═══ DATASET ENTRIES
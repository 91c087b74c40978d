//! Request/response types and the HTTP transport seam

use crate::error::{ClientError, Result};
use async_trait::async_trait;
use reqwest::{header, Client, Method, StatusCode};
use serde::de::DeserializeOwned;
use serde_json::Value;
use std::time::Duration;

const DEFAULT_TIMEOUT: Duration = Duration::from_secs(30);

/// An outgoing API request
///
/// `retried` is owned by the request itself, so concurrent requests each get
/// their own single-retry budget.
#[derive(Debug, Clone)]
pub struct ApiRequest {
    pub method: Method,
    /// Path relative to the API base URL, e.g. `/auth/profile`
    pub path: String,
    pub body: Option<Value>,
    /// Full `Authorization` header value
    pub authorization: Option<String>,
    /// Set once the request has been replayed after a refresh
    pub retried: bool,
}

impl ApiRequest {
    pub fn new(method: Method, path: impl Into<String>) -> Self {
        Self {
            method,
            path: path.into(),
            body: None,
            authorization: None,
            retried: false,
        }
    }

    pub fn get(path: impl Into<String>) -> Self {
        Self::new(Method::GET, path)
    }

    pub fn post(path: impl Into<String>, body: Value) -> Self {
        Self {
            body: Some(body),
            ..Self::new(Method::POST, path)
        }
    }

    /// Attach (or replace) a bearer token
    pub fn set_bearer(&mut self, token: &str) {
        self.authorization = Some(format!("Bearer {token}"));
    }
}

/// A decoded API response
#[derive(Debug, Clone)]
pub struct ApiResponse {
    pub status: u16,
    /// JSON body, `Value::Null` when empty or not JSON
    pub body: Value,
}

impl ApiResponse {
    pub fn new(status: u16, body: Value) -> Self {
        Self { status, body }
    }

    pub fn is_success(&self) -> bool {
        (200..300).contains(&self.status)
    }

    pub fn is_unauthorized(&self) -> bool {
        self.status == StatusCode::UNAUTHORIZED.as_u16()
    }

    /// Server-provided error message, falling back to the status code
    pub fn error_message(&self) -> String {
        self.body
            .get("message")
            .and_then(Value::as_str)
            .map(str::to_owned)
            .unwrap_or_else(|| format!("HTTP {}", self.status))
    }

    /// Deserialize a successful body, or turn the failure into `ClientError::Api`
    pub fn into_result<T: DeserializeOwned>(self) -> Result<T> {
        if !self.is_success() {
            return Err(ClientError::Api {
                status: self.status,
                message: self.error_message(),
            });
        }
        Ok(serde_json::from_value(self.body)?)
    }
}

/// Sends a single request with no retry logic of its own
#[async_trait]
pub trait Transport: Send + Sync {
    async fn send(&self, request: &ApiRequest) -> Result<ApiResponse>;
}

/// reqwest-backed transport
#[derive(Clone)]
pub struct HttpTransport {
    client: Client,
    base_url: String,
}

impl HttpTransport {
    pub fn new(base_url: impl Into<String>) -> Result<Self> {
        let client = Client::builder().timeout(DEFAULT_TIMEOUT).build()?;
        Ok(Self::with_client(client, base_url))
    }

    pub fn with_client(client: Client, base_url: impl Into<String>) -> Self {
        Self {
            client,
            base_url: base_url.into().trim_end_matches('/').to_owned(),
        }
    }

    pub fn base_url(&self) -> &str {
        &self.base_url
    }

    fn url(&self, path: &str) -> String {
        format!("{}{}", self.base_url, path)
    }
}

#[async_trait]
impl Transport for HttpTransport {
    async fn send(&self, request: &ApiRequest) -> Result<ApiResponse> {
        let url = self.url(&request.path);
        let mut req = self.client.request(request.method.clone(), &url);

        if let Some(authorization) = &request.authorization {
            req = req.header(header::AUTHORIZATION, authorization);
        }
        if let Some(body) = &request.body {
            req = req.json(body);
        }

        tracing::debug!(method = %request.method, %url, retried = request.retried, "Sending request");

        let resp = req.send().await?;
        let status = resp.status().as_u16();
        let text = resp.text().await?;
        let body = serde_json::from_str(&text).unwrap_or(Value::Null);

        Ok(ApiResponse::new(status, body))
    }
}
══════
All of the data above is to be transcribed without alteration.

_FINISHED EXERCISE_:
repository 91c087b74c40978d
//! Request/response types and the HTTP transport seam

use crate::error::{ClientError, Result};
use async_trait::async_trait;
use reqwest::{header, Client, Method, StatusCode};
use serde::de::DeserializeOwned;
use serde_json::Value;
use std::time::Duration;

const DEFAULT_TIMEOUT: Duration = Duration::from_secs(30);

/// An outgoing API request
///
/// `retried` is owned by the request itself, so concurrent requests each get
/// their own single-retry budget.
#[derive(Debug, Clone)]
pub struct ApiRequest {
    pub method: Method,
    /// Path relative to the API base URL, e.g. `/auth/profile`
    pub path: String,
    pub body: Option<Value>,
    /// Full `Authorization` header value
    pub authorization: Option<String>,
    /// Set once the request has been replayed after a refresh
    pub retried: bool,
}

impl ApiRequest {
    pub fn new(method: Method, path: impl Into<String>) -> Self {
        Self {
            method,
            path: path.into(),
            body: None,
            authorization: None,
            retried: false,
        }
    }

    pub fn get(path: impl Into<String>) -> Self {
        Self::new(Method::GET, path)
    }

    pub fn post(path: impl Into<String>, body: Value) -> Self {
        Self {
            body: Some(body),
            ..Self::new(Method::POST, path)
        }
    }

    /// Attach (or replace) a bearer token
    pub fn set_bearer(&mut self, token: &str) {
        self.authorization = Some(format!("Bearer {token}"));
    }
}

/// A decoded API response
#[derive(Debug, Clone)]
pub struct ApiResponse {
    pub status: u16,
    /// JSON body, `Value::Null` when empty or not JSON
    pub body: Value,
}

impl ApiResponse {
    pub fn new(status: u16, body: Value) -> Self {
        Self { status, body }
    }

    pub fn is_success(&self) -> bool {
        (200..300).contains(&self.status)
    }

    pub fn is_unauthorized(&self) -> bool {
        self.status == StatusCode::UNAUTHORIZED.as_u16()
    }

    /// Server-provided error message, falling back to the status code
    pub fn error_message(&self) -> String {
        self.body
            .get("message")
            .and_then(Value::as_str)
            .map(str::to_owned)
            .unwrap_or_else(|| format!("HTTP {}", self.status))
    }

    /// Deserialize a successful body, or turn the failure into `ClientError::Api`
    pub fn into_result<T: DeserializeOwned>(self) -> Result<T> {
        if !self.is_success() {
            return Err(ClientError::Api {
                status: self.status,
                message: self.error_message(),
            });
        }
        Ok(serde_json::from_value(self.body)?)
    }
}

/// Sends a single request with no retry logic of its own
#[async_trait]
pub trait Transport: Send + Sync {
    async fn send(&self, request: &ApiRequest) -> Result<ApiResponse>;
}

/// reqwest-backed transport
#[derive(Clone)]
pub struct HttpTransport {
    client: Client,
    base_url: String,
}

impl HttpTransport {
    pub fn new(base_url: impl Into<String>) -> Result<Self> {
        let client = Client::builder().timeout(DEFAULT_TIMEOUT).build()?;
        Ok(Self::with_client(client, base_url))
    }

    pub fn with_client(client: Client, base_url: impl Into<String>) -> Self {
        Self {
            client,
            base_url: base_url.into().trim_end_matches('/').to_owned(),
        }
    }

    pub fn base_url(&self) -> &str {
        &self.base_url
    }

    fn url(&self, path: &str) -> String {
        format!("{}{}", self.base_url, path)
    }
}

#[async_trait]
impl Transport for HttpTransport {
    async fn send(&self, request: &ApiRequest) -> Result<ApiResponse> {
        let url = self.url(&request.path);
        let mut req = self.client.request(request.method.clone(), &url);

        if let Some(authorization) = &request.authorization {
            req = req.header(header::AUTHORIZATION, authorization);
        }
        if let Some(body) = &request.body {
            req = req.json(body);
        }

        tracing::debug!(method = %request.method, %url, retried = request.retried, "Sending request");

        let resp = req.send().await?;
        let status = resp.status().as_u16();
        let text = resp.text().await?;
        let body = serde_json::from_str(&text).unwrap_or(Value::Null);

        Ok(ApiResponse::new(status, body))
    }
}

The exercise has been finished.